MMB assesses care costs every year and, every June, tells doctors and clinics what tier they will be in. Doctors hope to stay in the first and second tiers.

Dr. Christopher Wenner, who has run an independent family practice in Cold Spring since 2009, lost some of his patients after MMB's review put his practice in the third tier, where annual deductibles start at $750 for an individual and $1,500 for a family. He says it doesn't make sense. Data for other commercial payers shows that his fees are 30% below those at another clinic in town that's part of a larger health care system, he said.

"If I ran a high-cost clinic, I would understand that," Wenner told me. He has complained to both the agency and a local legislator that the tiering system "seems very arbitrary and capricious."
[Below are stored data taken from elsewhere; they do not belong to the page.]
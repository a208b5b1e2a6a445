//! Okapi BM25 relevance of single FTS5 columns.
//!
//! FTS5 decides which pages match. Scores are computed here with an idf that
//! stays positive for terms found on most pages, where the built-in `bm25()`
//! collapses to almost zero.

use std::collections::BTreeMap;

use rusqlite::Connection;

use pdfsearch_core::query::restrict;

use crate::schema::FTS_COLUMNS;
use crate::IndexError;

pub const K1: f64 = 1.2;
pub const B: f64 = 0.75;

/// Opening marker passed to `highlight()`; one per matched phrase instance.
const MATCH_OPEN: char = '\u{1}';

/// `ln(1 + (N - n + 0.5) / (n + 0.5))` for `n` matching pages out of `N`.
pub fn idf(pages: usize, matching: usize) -> f64 {
    let n = matching.min(pages) as f64;
    (1.0 + (pages as f64 - n + 0.5) / (n + 0.5)).ln()
}

/// Saturated term frequency, normalised by column length.
pub fn term_weight(tf: usize, len: usize, avg_len: f64) -> f64 {
    if tf == 0 {
        return 0.0;
    }
    let tf = tf as f64;
    let norm = if avg_len > 0.0 {
        len as f64 / avg_len
    } else {
        1.0
    };
    tf * (K1 + 1.0) / (tf + K1 * (1.0 - B + B * norm))
}

/// Word count as the `unicode61` tokenizer splits text.
pub fn token_count(text: &str) -> usize {
    text.split(|c: char| !c.is_alphanumeric())
        .filter(|word| !word.is_empty())
        .count()
}

/// Scores pages on one column of `page_text`.
pub struct ColumnScorer<'a> {
    conn: &'a Connection,
    column: &'a str,
    index: usize,
    pages: usize,
    avg_len: f64,
}

impl<'a> ColumnScorer<'a> {
    /// Collect the column's length statistics over every page.
    pub fn new(conn: &'a Connection, column: &'a str) -> Result<Self, IndexError> {
        let index = FTS_COLUMNS
            .iter()
            .position(|c| *c == column)
            .ok_or_else(|| IndexError::Corrupt(format!("unknown column '{column}'")))?;

        let mut stmt = conn.prepare(&format!("SELECT {column} FROM page_text"))?;
        let lengths = stmt
            .query_map([], |row| row.get::<_, String>(0))?
            .map(|text| text.map(|t| token_count(&t)))
            .collect::<Result<Vec<_>, _>>()?;

        let pages = lengths.len();
        let avg_len = if pages == 0 {
            0.0
        } else {
            lengths.iter().sum::<usize>() as f64 / pages as f64
        };

        Ok(Self {
            conn,
            column,
            index,
            pages,
            avg_len,
        })
    }

    /// Summed BM25 of `terms` for every page where at least one occurs in
    /// this column. Each term is a rendered match operand.
    pub fn scores(&self, terms: &[String]) -> Result<BTreeMap<usize, f64>, IndexError> {
        let sql = format!(
            "SELECT rowid, highlight(page_text, {}, char(1), char(2)) \
             FROM page_text WHERE page_text MATCH ?1",
            self.index
        );
        let mut stmt = self.conn.prepare(&sql).map_err(IndexError::from_match)?;

        let mut totals: BTreeMap<usize, f64> = BTreeMap::new();
        for term in terms {
            let rows = stmt
                .query_map([restrict(&[self.column], term)], |row| {
                    Ok((row.get::<_, i64>(0)?, row.get::<_, String>(1)?))
                })
                .map_err(IndexError::from_match)?
                .collect::<Result<Vec<_>, _>>()
                .map_err(IndexError::from_match)?;

            let matched = rows.len();
            let idf = idf(self.pages, matched);
            for (page, marked) in rows {
                let tf = marked.matches(MATCH_OPEN).count();
                let len = token_count(&marked);
                *totals.entry(page as usize).or_insert(0.0) +=
                    idf * term_weight(tf, len, self.avg_len);
            }
            log::trace!("{} {}: {} pages, idf {:.3}", self.column, term, matched, idf);
        }

        Ok(totals)
    }
}
//! Text and font extraction from PDF documents.
//!
//! [`extract_pages`] turns PDF bytes into one [`PageText`] per page: the
//! cleaned page text in reading order plus the spans that produced it, in
//! content order, each carrying its rendered font size and bold flag.

use std::path::Path;

use serde::Serialize;
use thiserror::Error;

use parser::backend::{LopdfBackend, PdfBackend};

pub mod cleanup;
pub mod parser;

pub use parser::text::TextSpan;

#[derive(Debug, Error)]
pub enum PdfError {
    #[error("PDF parsing error: {0}")]
    Parse(String),
    #[error("Document is encrypted")]
    Encrypted,
    #[error("I/O error: {0}")]
    Io(#[from] std::io::Error),
}

/// Extracted content of a single page.
#[derive(Debug, Clone, Serialize)]
pub struct PageText {
    /// 1-based page number.
    pub number: usize,
    /// Page text, one line per baseline.
    pub text: String,
    /// Spans in content-stream order. Spans that clean to nothing are kept
    /// with empty text; they still count towards font statistics.
    pub spans: Vec<TextSpan>,
}

/// Extract every page of an in-memory PDF.
///
/// Document-level failures (unparsable, encrypted) are errors. A page whose
/// content stream cannot be decoded is logged and yields an empty page.
pub fn extract_pages(bytes: &[u8]) -> Result<Vec<PageText>, PdfError> {
    let backend = LopdfBackend::load_bytes(bytes)?;
    extract_with(&backend)
}

/// Read and extract a PDF from disk.
pub fn extract_file(path: impl AsRef<Path>) -> Result<Vec<PageText>, PdfError> {
    let bytes = std::fs::read(path)?;
    extract_pages(&bytes)
}

/// Extract pages through any [`PdfBackend`].
pub fn extract_with(backend: &dyn PdfBackend) -> Result<Vec<PageText>, PdfError> {
    let pages = backend.pages();
    let mut result = Vec::with_capacity(pages.len());

    for (&number, &page_id) in &pages {
        let raw = match parser::text::extract_page_spans(backend, page_id) {
            Ok(spans) => spans,
            Err(e) => {
                log::warn!("skipping content of page {}: {}", number, e);
                Vec::new()
            }
        };

        let spans: Vec<TextSpan> = raw
            .into_iter()
            .map(|mut span| {
                span.text = cleanup::clean_span_text(&span.text);
                span
            })
            .collect();

        let text = cleanup::clean_page_text(&parser::text::page_text(&spans));
        log::debug!("page {}: {} spans", number, spans.len());

        result.push(PageText {
            number: number as usize,
            text,
            spans,
        });
    }

    Ok(result)
}
//! On-disk layout of the page index.
//!
//! Field names and weight columns are a stable contract: reports, `info` and
//! any external reader of `index.sqlite3` rely on them.

use pdfsearch_core::Role;

/// Bumped whenever the table layout changes.
pub const SCHEMA_VERSION: u32 = 1;

pub const INDEX_FILE: &str = "index.sqlite3";

/// Suffix of the file a build writes before it is swapped in.
pub const BUILDING_SUFFIX: &str = ".building";

/// Full-text column holding the unclassified page text.
pub const CONTENT_COLUMN: &str = "content";

/// Columns of the `page_text` FTS5 table, in declaration order.
pub const FTS_COLUMNS: [&str; 11] = [
    CONTENT_COLUMN,
    "title_content",
    "heading1_content",
    "heading2_content",
    "heading3_content",
    "body_content",
    "bold_content",
    "bullet_content",
    "numbered_list_content",
    "caption_content",
    "footnote_content",
];

pub const CREATE_TABLES: &str = "
    CREATE VIRTUAL TABLE page_text USING fts5(
        content,
        title_content,
        heading1_content,
        heading2_content,
        heading3_content,
        body_content,
        bold_content,
        bullet_content,
        numbered_list_content,
        caption_content,
        footnote_content,
        tokenize = 'porter unicode61'
    );

    CREATE TABLE pages (
        page_number     INTEGER PRIMARY KEY,
        title           TEXT NOT NULL,
        text_types      TEXT NOT NULL,
        title_weight    INTEGER NOT NULL,
        heading1_weight INTEGER NOT NULL,
        heading2_weight INTEGER NOT NULL,
        heading3_weight INTEGER NOT NULL,
        body_weight     INTEGER NOT NULL,
        bold_weight     INTEGER NOT NULL
    );

    CREATE TABLE index_meta (
        key   TEXT PRIMARY KEY,
        value TEXT NOT NULL
    );
";

// index_meta keys
pub const META_SCHEMA_VERSION: &str = "schema_version";
pub const META_SOURCE_PATH: &str = "source_path";
pub const META_SOURCE_SHA256: &str = "source_sha256";
pub const META_STRATEGY: &str = "strategy";
pub const META_PAGE_COUNT: &str = "page_count";
pub const META_BUILT_AT: &str = "built_at";

/// FTS column names of the roles that carry a weight.
pub fn weighted_columns() -> Vec<String> {
    Role::WEIGHTED.iter().map(Role::field_name).collect()
}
Dr. Julie Anderson, part of an independent clinic of a dozen doctors in St. Cloud, last year saw the practice placed into the fourth tier. She later determined, looking at data on reimbursements via Medicare and Medicaid, that her fees were lower than those by doctors affiliated with CentraCare, the St. Cloud-based health system that's a leading provider throughout central Minnesota.

For a routine office visit, she is reimbursed $227 by the federal programs while CentraCare physicians on average are reimbursed $355. "It's clearly obvious that we get paid less in private practice. I don't understand the logic of this whole theory that we are higher cost of care," Anderson said.

Benshoof said one reason doctors find themselves placed into higher tiers is that, when they refer patients to higher-cost specialists, those costs will be added into the total-cost-of-care assessment for their practice. "That's an accountability mechanism that just does not exist in most employer health plans, where any member can go to virtually any in-network provider," he said.

After I described the situations faced by Wenner and Anderson in broad terms to Benshoof, he told me the doctors may be facing another challenge because they are in central Minnesota. "That part of the state, when it comes to independent providers, on average is among the costliest in the entire state," he said.

"There could be an outlier within that group that on average does better," Benshoof said. "But because we have to group them in some way, someone might end up not reaping the benefit of being more efficient."

It's an answer that suggests independent practices face a disadvantage in the agency's assessments.

"The actuaries say that if it's a small clinic, and the costs are low or high, we can't know if that was attributable to their total cost of care performance, or total randomness in the patient population or someone got really sick or a couple of patients were super healthy that year," Benshoof said.

He said MMB will introduce more flexibility for independent clinics in its tiering process this year.